Dün YÖK başkanı basının karşısına çıktı ve yeni üniversiteye giriş sistemini anlattı. Aslında kendisi de bunun komple bir değişiklik değil sadece eski sistemin iyileştirilmesi ve sadeleştirilmesi olduğunu ifade etti. Ben de bu açıdan sizlere yeni sistemi genel olarak değerlendirmek istiyorum. Ama baştan söyleyeyim eğitimde bu kadar sınav konuşmanın çok sakıncalı olduğunu ve artık sınav yerine gündemimizin çocuklarımızın beceri kazanması olması gerektiğini söyleyeyim. Çünkü hep söylüyorum 2017 yılında ÖSYS’de ilk 1000 öğrenciye bir CV yazdırsanız sizce test çözmek dışında yazacak bir şey bulabilirler mi? Şüpheliyim. Ama yine de sınav önemli bu yüzden size anlatayım.

YGS nin mart ayında gerçekleştiriliyor olması okullarda ikinci dönem ders işlenmesini güçleştirdiği için yeni sistemde sınavın haziran ayında gerçekleştirilecek olması olumlu bir gelişmedir. YGS’nin kaldırılıp TYT’nin (Temel Yetenek Testi) getirilmesi ve TYT’den Fen ve Sosyal Bilimlerin kaldırılması adayların sadece Temel Matematik ve Temel Türkçe çözmesi olumlu gelişme olarak görülmektedir. Başta ABD olmak üzere dünyanın birçok ülkesinde SAT ve benzeri ana dil yeterliliği ve temel işlem yeterliliği sorgulanarak öğrenciler üniversitelerin giriş koşulunu sağlamaktadır. Bu açıdan doğru bir adım atılmıştır. Bir diğer önemsediğim kısım, geçmişte meslek lisesi öğrencileri ön lisans programlarına yerleşirken bütün derslerden soru yaparak puan almak durumunda iken ve çoğunlukla da bu öğrenciler Fen Bilimleri ve Sosyal Bilimler testlerini diğer adaylar kadar yapamadığından başarısız olmaktaydılar. Yeni sistemde meslek lisesi öğrencileri TYT puanlarıyla ön lisans programlarına daha kolay yerleşecekler. Bu durum meslek liselerinin üniversiteye girişini artıracaktır.

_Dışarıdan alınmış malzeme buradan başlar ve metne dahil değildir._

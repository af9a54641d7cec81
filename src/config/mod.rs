//! Configuration handed to transaction managers.
//!
//! There is no global state: every [`TransactionManager`](crate::transaction::TransactionManager)
//! is built from a [`UnitOfWorkConfig`], which pairs the process-wide
//! [`UnitOfWorkSettings`] with the session factory and the ambient
//! transaction provider.

mod error;
mod settings;

use std::sync::Arc;

pub use error::{ConfigError, ConfigResult};
pub use settings::{UnitOfWorkSettings, ENV_PREFIX};

use crate::session::{SessionFactory, SessionResult, UnitOfWork};
use crate::transaction::{AmbientTransactionProvider, LocalTransactionProvider};

/// Everything a manager needs to start transactions.
///
/// The session factory is optional here; a manager asked to start a
/// transaction without one fails with a configuration error.
pub struct UnitOfWorkConfig<U: UnitOfWork> {
    pub settings: UnitOfWorkSettings,
    session_factory: Option<Arc<dyn SessionFactory<U>>>,
    provider: Arc<dyn AmbientTransactionProvider>,
}

impl<U: UnitOfWork> UnitOfWorkConfig<U> {
    /// Settings with no session factory and a [`LocalTransactionProvider`].
    pub fn new(settings: UnitOfWorkSettings) -> Self {
        Self {
            settings,
            session_factory: None,
            provider: Arc::new(LocalTransactionProvider::new()),
        }
    }

    pub fn with_session_factory(mut self, factory: impl SessionFactory<U> + 'static) -> Self {
        self.session_factory = Some(Arc::new(factory));
        self
    }

    /// Like [`with_session_factory`](Self::with_session_factory), for closures.
    pub fn with_session_fn<F>(self, factory: F) -> Self
    where
        F: Fn() -> SessionResult<U> + Send + Sync + 'static,
    {
        self.with_session_factory(factory)
    }

    pub fn with_provider(mut self, provider: impl AmbientTransactionProvider + 'static) -> Self {
        self.provider = Arc::new(provider);
        self
    }

    pub fn session_factory(&self) -> Option<&Arc<dyn SessionFactory<U>>> {
        self.session_factory.as_ref()
    }

    pub fn provider(&self) -> &Arc<dyn AmbientTransactionProvider> {
        &self.provider
    }
}

impl<U: UnitOfWork> Default for UnitOfWorkConfig<U> {
    fn default() -> Self {
        Self::new(UnitOfWorkSettings::default())
    }
}

impl<U: UnitOfWork> Clone for UnitOfWorkConfig<U> {
    fn clone(&self) -> Self {
        Self {
            settings: self.settings.clone(),
            session_factory: self.session_factory.clone(),
            provider: Arc::clone(&self.provider),
        }
    }
}

impl<U: UnitOfWork> std::fmt::Debug for UnitOfWorkConfig<U> {
    fn fmt(&self, f: &mut std::fmt::Formatter<'_>) -> std::fmt::Result {
        f.debug_struct("UnitOfWorkConfig")
            .field("settings", &self.settings)
            .field("session_factory", &self.session_factory.is_some())
            .finish()
    }
}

TYT’nin öğrencinin “üniversiteye yerleşme puanına” etkisi %40 olacaktır. Bu da öğrencilerin temel becerilerinin (okuma, yazma, kendi dilinde düşünebilme, temel matematiksel işlemler) üniversiteye girişte etkinin artmasını sağlayan olumlu bir gelişmedir. Çünkü 1. oturumda soru sayısı 2. oturumdaki soru sayısı ile eşit, oysa önceki sistemde LYS’de bir puan türü için 90+80=170 soru, YGS’de ise 120 soru vardı. Şimdi iki oturumda soru sayısı 80=80 oldu. Bu da TYT testinin istatistiksel olarak katkısını artıracaktır. İkinci oturumdaki soru sayıları daha önceki LYS deki kapsam gibi aynı oranda dağıtılarak uygulanmalıdır. Örneğin; Fen sınavı için LYS de 30 olan fizik soru sayısı 14’e Kimya sınavı 30’dan 13’e Biyoloji sınavı 30’dan 13’e aynı oranda dağıtılması uygun olacaktır. Adayların geçmişte olduğu gibi YGS de bir barajı aşarak (180) LYS’ye giriş hakkı elde etmesi koşulunun kaldırılıp isteğe bağlı yapılması olumlu bir gelişmedir. Böylelikle ikinci oturuma giren öğrenci sayısı artacak ve daha fazla aday ikinci şans yakalayarak tercih yapabilecektir, daha fazla adayın üniversitelerde boş kontenjan kalmadan yerleşmesini sağlayacaktır. Bu yeni sistem eski sisteme göre daha sade ve basit olduğu için adayların kafa karışıklığını ve çok fazla puan çeşidinden dolayı çalışma çeşitliliğini azaltacağından olumlu bir değişim olmuştur.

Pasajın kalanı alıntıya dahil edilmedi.